Task details >> Find the lines below holding the word "webhooks" and copy each of them.

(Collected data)
[Start of section]
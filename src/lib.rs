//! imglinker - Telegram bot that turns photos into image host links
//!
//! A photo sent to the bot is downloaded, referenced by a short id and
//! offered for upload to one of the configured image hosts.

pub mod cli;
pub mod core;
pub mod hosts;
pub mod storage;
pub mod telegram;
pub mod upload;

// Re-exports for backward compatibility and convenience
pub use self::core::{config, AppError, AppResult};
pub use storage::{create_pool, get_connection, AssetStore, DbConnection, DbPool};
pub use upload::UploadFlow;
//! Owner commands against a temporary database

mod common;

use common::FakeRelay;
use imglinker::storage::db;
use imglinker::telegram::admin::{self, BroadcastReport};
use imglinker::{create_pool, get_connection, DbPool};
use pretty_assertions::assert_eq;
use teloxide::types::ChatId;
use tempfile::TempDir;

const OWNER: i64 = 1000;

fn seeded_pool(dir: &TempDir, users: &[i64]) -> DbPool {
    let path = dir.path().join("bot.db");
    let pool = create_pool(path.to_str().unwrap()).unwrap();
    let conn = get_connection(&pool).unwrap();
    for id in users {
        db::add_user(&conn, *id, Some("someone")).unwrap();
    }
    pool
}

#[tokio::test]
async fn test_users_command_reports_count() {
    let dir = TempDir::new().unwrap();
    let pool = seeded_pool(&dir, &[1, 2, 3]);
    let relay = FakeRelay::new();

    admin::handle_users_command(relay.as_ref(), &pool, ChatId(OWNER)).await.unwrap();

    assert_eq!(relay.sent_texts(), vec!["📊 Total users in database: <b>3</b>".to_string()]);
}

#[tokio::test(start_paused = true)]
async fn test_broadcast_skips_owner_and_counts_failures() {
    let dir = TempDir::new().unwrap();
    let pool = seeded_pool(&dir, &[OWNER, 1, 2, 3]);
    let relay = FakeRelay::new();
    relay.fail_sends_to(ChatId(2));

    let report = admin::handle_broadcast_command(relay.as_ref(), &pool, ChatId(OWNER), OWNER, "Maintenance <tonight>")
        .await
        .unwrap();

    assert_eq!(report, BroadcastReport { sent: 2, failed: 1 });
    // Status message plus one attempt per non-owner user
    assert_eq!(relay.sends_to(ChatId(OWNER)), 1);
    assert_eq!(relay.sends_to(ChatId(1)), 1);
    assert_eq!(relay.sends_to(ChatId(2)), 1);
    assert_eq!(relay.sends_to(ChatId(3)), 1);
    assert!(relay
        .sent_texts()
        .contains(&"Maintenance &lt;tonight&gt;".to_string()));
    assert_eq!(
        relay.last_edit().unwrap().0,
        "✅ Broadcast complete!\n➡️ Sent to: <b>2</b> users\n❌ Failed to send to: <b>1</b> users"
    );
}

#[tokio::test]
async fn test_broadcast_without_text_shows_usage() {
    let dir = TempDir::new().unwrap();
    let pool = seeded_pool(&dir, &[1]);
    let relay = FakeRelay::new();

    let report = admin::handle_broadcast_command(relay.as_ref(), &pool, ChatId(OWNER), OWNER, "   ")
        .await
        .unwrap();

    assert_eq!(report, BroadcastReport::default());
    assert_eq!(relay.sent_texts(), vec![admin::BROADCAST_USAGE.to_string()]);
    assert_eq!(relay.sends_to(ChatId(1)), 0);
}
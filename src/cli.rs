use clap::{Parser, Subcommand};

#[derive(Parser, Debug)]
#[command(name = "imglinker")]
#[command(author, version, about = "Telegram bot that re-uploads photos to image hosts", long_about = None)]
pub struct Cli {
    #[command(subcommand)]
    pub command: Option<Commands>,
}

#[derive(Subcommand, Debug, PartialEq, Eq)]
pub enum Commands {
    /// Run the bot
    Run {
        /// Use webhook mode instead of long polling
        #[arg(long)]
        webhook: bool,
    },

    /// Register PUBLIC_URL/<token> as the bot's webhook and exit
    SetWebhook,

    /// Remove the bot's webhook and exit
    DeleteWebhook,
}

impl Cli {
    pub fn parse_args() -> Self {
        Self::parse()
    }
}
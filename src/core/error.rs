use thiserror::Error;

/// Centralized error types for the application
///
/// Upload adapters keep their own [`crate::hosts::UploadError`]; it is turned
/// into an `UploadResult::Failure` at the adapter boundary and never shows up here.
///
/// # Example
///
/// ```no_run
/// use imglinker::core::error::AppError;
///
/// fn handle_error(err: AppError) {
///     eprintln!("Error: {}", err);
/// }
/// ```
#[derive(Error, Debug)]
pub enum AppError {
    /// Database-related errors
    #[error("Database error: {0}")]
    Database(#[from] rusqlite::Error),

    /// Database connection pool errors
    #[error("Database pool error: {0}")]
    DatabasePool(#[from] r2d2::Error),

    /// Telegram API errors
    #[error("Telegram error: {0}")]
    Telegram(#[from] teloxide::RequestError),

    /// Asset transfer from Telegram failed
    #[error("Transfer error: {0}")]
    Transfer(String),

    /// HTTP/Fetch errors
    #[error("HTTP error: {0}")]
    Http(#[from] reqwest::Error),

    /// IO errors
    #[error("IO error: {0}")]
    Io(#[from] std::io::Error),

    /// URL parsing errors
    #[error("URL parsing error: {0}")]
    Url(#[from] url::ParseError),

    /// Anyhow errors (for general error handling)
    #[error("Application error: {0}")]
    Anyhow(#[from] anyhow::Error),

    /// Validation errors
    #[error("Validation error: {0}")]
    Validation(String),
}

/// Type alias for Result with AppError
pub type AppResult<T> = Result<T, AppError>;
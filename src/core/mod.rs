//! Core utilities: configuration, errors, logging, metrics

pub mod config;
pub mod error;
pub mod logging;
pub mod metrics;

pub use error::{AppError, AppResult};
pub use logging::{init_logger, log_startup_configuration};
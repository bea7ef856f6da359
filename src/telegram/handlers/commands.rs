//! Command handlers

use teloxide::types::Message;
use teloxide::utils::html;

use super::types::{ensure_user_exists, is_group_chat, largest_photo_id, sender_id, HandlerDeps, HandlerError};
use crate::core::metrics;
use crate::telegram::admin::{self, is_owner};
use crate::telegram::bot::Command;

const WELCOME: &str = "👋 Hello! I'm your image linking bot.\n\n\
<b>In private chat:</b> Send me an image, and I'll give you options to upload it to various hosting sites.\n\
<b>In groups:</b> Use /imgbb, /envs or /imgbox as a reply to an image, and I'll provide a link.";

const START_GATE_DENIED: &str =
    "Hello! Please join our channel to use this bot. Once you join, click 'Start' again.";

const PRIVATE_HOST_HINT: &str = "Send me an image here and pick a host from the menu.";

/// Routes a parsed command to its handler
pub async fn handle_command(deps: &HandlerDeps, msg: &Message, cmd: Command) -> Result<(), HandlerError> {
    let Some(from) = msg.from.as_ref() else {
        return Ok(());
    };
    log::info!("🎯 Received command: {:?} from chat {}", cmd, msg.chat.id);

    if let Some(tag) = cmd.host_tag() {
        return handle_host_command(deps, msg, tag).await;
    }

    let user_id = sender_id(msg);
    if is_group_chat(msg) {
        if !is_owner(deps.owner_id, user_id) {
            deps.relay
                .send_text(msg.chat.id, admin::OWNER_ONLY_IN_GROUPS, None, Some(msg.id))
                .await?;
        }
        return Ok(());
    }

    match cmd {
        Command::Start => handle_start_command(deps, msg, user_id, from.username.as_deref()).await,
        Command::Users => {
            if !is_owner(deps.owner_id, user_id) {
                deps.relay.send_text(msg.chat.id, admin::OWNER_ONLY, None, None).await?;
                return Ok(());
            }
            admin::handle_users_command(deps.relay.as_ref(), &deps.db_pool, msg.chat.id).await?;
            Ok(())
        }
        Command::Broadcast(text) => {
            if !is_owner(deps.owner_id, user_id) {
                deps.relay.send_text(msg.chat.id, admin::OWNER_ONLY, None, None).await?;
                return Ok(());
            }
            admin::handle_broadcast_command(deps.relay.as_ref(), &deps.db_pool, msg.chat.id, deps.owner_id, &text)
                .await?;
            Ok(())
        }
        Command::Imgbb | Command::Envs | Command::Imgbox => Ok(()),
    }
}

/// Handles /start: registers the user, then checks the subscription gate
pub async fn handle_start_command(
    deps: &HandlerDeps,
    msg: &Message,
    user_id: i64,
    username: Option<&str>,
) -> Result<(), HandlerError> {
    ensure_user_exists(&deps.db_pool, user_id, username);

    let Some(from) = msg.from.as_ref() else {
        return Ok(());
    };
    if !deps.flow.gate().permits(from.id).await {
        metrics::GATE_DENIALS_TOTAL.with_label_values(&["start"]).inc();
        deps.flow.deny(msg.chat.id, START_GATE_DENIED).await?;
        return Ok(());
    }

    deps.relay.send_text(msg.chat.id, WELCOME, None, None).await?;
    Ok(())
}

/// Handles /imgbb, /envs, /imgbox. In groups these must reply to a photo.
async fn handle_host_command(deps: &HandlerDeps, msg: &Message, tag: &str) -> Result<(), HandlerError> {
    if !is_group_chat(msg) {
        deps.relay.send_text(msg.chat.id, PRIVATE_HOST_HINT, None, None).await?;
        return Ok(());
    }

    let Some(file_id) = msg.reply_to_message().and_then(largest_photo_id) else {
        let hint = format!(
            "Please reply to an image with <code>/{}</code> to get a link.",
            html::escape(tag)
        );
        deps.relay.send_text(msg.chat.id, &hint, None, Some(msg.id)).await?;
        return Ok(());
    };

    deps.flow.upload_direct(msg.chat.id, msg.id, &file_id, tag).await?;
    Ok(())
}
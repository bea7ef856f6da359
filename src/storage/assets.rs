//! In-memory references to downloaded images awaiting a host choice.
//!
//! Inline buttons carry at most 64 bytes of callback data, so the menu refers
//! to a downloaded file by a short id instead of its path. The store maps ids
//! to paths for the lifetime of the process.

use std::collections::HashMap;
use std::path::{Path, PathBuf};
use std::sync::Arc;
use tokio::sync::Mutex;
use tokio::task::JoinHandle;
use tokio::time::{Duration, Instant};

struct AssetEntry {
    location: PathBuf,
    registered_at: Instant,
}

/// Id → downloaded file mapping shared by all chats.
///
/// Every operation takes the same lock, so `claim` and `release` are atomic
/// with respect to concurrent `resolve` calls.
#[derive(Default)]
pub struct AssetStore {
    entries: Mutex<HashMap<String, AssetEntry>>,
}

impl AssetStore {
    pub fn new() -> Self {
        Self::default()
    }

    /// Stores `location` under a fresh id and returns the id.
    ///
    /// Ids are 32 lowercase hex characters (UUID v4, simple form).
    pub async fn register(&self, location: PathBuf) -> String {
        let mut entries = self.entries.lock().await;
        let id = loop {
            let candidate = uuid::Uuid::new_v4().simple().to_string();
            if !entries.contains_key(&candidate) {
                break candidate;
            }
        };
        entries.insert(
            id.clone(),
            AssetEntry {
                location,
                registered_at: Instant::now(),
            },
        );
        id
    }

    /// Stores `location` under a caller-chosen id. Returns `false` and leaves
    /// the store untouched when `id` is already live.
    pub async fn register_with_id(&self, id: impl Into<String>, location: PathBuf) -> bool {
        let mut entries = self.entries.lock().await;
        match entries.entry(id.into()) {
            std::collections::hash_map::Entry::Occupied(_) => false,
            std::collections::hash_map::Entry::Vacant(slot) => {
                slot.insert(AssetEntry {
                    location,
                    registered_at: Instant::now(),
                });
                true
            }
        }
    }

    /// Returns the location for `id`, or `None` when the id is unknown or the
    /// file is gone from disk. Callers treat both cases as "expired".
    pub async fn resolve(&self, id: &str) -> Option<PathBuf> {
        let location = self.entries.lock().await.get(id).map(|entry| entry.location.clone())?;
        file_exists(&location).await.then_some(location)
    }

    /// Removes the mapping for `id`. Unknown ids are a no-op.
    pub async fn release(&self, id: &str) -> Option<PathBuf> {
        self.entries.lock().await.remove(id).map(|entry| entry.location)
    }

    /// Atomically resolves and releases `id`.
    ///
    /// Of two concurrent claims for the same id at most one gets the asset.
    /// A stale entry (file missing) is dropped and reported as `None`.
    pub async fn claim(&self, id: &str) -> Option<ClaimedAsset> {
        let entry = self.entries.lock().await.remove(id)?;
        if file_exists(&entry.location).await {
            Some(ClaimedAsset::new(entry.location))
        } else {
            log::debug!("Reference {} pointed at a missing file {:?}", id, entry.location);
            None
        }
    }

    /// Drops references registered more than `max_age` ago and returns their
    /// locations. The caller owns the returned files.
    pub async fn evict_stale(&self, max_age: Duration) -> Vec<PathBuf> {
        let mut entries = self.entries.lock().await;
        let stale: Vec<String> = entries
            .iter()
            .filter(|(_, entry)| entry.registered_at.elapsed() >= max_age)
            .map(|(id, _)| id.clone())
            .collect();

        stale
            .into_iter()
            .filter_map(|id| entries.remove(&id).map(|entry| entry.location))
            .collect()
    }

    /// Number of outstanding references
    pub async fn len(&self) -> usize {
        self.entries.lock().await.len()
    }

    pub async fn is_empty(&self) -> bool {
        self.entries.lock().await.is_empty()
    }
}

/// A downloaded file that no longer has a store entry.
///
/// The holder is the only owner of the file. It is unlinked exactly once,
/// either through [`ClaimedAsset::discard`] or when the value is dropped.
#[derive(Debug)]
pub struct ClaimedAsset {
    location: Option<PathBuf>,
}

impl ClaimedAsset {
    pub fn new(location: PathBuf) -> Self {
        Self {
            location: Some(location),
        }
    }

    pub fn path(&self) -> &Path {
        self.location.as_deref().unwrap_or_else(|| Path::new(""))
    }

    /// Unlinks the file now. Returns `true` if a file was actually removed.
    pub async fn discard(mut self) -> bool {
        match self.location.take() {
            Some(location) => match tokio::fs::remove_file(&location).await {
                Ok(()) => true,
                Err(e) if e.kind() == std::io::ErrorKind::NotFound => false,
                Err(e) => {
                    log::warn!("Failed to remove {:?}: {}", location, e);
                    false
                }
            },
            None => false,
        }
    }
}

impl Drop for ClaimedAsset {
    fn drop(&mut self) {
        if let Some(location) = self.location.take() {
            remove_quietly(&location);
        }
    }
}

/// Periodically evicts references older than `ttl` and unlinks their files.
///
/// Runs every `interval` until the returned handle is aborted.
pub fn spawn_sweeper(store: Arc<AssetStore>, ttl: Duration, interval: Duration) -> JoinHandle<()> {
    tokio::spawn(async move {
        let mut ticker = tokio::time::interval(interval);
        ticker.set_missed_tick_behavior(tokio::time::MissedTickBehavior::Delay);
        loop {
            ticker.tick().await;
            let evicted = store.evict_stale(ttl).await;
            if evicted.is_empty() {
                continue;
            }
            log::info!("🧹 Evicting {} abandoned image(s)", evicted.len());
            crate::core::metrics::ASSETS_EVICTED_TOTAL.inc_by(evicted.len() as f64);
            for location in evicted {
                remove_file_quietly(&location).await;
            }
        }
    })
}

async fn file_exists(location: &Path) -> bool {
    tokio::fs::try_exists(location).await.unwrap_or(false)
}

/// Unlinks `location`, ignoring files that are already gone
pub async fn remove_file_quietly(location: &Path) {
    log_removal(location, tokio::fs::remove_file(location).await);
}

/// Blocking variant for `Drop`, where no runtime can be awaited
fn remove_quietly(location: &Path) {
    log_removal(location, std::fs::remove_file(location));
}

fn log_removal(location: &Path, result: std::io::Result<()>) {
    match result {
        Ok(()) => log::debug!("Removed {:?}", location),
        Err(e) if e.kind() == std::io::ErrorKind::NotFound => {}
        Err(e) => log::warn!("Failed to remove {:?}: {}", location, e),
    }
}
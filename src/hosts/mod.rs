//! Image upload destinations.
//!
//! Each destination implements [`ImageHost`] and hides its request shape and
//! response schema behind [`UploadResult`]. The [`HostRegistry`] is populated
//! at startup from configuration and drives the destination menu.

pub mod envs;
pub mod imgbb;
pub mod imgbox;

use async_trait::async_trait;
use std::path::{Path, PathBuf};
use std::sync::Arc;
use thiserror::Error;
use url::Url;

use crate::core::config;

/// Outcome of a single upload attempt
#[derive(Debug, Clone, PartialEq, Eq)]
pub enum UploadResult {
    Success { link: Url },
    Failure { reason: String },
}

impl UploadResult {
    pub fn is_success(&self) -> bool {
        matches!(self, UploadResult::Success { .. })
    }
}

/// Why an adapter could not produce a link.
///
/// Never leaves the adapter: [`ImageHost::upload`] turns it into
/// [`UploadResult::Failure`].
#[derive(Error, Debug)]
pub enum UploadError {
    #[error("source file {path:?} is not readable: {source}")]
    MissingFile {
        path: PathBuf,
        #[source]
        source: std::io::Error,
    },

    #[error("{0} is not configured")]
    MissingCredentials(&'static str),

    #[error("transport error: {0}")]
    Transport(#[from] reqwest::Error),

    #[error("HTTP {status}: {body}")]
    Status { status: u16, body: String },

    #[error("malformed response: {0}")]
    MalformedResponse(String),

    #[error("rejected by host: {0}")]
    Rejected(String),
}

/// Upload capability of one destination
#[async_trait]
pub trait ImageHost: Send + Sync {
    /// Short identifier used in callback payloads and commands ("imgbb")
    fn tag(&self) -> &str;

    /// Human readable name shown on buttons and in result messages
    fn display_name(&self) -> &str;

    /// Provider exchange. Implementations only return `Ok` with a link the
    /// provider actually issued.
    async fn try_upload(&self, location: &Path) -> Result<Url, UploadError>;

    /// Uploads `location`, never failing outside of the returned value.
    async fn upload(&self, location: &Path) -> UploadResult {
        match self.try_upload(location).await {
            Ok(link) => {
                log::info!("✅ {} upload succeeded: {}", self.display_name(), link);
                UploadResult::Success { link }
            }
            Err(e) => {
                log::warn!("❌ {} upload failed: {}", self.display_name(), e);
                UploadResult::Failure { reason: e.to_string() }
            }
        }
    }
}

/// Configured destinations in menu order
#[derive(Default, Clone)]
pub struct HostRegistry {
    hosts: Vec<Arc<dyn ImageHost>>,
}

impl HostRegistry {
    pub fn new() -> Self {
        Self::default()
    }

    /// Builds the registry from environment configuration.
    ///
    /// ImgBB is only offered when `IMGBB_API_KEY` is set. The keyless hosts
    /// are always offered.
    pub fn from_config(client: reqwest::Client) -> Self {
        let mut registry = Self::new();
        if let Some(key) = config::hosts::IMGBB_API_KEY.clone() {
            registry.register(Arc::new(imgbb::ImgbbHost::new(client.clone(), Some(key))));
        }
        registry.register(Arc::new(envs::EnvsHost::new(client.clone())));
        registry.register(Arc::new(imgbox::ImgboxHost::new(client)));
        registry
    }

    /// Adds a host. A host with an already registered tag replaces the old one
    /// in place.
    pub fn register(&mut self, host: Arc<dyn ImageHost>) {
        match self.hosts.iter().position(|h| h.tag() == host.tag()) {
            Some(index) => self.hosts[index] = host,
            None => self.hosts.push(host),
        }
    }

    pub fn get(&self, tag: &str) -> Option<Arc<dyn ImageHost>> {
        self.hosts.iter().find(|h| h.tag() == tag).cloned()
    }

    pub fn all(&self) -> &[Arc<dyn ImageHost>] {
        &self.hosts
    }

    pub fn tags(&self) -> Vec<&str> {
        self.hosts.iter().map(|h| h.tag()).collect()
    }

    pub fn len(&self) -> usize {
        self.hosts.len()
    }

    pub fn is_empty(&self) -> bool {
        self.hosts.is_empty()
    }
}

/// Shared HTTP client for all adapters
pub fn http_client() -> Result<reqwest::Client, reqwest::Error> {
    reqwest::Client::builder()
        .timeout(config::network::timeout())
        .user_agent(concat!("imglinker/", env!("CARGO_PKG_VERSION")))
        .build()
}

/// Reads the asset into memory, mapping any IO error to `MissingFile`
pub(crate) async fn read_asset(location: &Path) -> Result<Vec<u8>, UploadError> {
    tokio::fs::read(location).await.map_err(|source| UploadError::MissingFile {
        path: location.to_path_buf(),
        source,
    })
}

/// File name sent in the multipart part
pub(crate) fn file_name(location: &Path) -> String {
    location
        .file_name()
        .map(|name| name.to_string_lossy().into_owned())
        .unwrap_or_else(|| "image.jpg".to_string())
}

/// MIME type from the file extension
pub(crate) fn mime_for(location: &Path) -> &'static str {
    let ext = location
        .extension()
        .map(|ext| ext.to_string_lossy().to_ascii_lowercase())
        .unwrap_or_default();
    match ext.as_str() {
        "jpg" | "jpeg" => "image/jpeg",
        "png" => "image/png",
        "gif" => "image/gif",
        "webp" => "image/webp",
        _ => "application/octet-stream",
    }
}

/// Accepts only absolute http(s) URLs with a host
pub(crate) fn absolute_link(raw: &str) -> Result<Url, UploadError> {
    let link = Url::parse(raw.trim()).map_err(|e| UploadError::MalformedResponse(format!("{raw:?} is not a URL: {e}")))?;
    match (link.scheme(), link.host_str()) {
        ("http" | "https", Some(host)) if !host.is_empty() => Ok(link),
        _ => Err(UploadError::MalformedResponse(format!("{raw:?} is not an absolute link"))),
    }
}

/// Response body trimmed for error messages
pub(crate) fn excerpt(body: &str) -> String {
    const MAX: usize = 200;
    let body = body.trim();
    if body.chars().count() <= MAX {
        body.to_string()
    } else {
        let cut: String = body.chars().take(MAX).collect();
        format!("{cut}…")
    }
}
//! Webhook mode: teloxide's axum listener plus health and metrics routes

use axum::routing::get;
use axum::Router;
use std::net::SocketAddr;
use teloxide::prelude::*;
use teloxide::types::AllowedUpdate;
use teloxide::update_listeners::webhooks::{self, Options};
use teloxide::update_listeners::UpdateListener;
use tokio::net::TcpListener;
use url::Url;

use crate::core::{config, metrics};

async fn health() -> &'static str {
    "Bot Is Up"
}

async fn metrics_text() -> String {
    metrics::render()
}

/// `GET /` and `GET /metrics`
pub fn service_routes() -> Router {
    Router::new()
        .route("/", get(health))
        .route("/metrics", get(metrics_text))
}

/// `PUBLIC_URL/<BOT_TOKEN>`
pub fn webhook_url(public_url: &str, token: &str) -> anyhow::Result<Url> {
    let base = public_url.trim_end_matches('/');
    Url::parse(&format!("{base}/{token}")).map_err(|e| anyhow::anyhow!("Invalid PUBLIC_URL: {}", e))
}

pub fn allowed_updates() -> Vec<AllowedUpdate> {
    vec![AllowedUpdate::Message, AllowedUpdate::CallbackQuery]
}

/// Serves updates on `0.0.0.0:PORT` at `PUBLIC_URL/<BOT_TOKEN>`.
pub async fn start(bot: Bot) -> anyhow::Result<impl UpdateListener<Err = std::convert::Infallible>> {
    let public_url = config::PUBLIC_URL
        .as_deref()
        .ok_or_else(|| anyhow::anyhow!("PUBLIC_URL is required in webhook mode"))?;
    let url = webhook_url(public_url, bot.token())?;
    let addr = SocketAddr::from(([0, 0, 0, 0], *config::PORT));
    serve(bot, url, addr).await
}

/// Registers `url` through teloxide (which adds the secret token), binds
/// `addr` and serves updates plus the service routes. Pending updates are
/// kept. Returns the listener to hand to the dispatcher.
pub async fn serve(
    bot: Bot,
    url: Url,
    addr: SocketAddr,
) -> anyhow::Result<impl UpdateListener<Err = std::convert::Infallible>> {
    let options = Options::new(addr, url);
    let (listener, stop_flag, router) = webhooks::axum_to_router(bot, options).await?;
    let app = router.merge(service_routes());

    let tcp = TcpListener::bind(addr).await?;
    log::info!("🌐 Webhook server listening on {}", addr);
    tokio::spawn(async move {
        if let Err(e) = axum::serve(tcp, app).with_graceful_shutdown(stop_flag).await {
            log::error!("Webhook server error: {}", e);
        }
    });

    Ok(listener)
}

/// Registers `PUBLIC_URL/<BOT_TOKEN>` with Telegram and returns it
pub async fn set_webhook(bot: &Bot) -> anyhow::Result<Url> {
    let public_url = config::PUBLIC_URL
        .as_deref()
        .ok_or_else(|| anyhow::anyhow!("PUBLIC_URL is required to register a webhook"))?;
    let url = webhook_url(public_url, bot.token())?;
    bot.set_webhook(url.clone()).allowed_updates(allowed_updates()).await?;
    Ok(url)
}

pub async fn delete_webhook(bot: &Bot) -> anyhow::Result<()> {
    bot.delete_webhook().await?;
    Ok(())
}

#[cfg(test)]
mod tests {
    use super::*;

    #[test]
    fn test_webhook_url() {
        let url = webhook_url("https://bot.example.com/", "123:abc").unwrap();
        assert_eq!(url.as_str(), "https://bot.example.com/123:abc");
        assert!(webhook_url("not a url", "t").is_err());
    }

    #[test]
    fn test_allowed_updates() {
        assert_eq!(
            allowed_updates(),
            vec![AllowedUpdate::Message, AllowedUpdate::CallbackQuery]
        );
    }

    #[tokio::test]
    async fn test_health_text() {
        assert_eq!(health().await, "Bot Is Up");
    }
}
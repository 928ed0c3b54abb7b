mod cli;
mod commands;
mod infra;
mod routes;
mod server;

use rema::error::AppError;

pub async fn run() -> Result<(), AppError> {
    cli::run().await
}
[End of section]
Result >>
use teloxide::update_listeners::webhooks::{self, Options};
    let (listener, stop_flag, router) = webhooks::axum_to_router(bot, options).await?;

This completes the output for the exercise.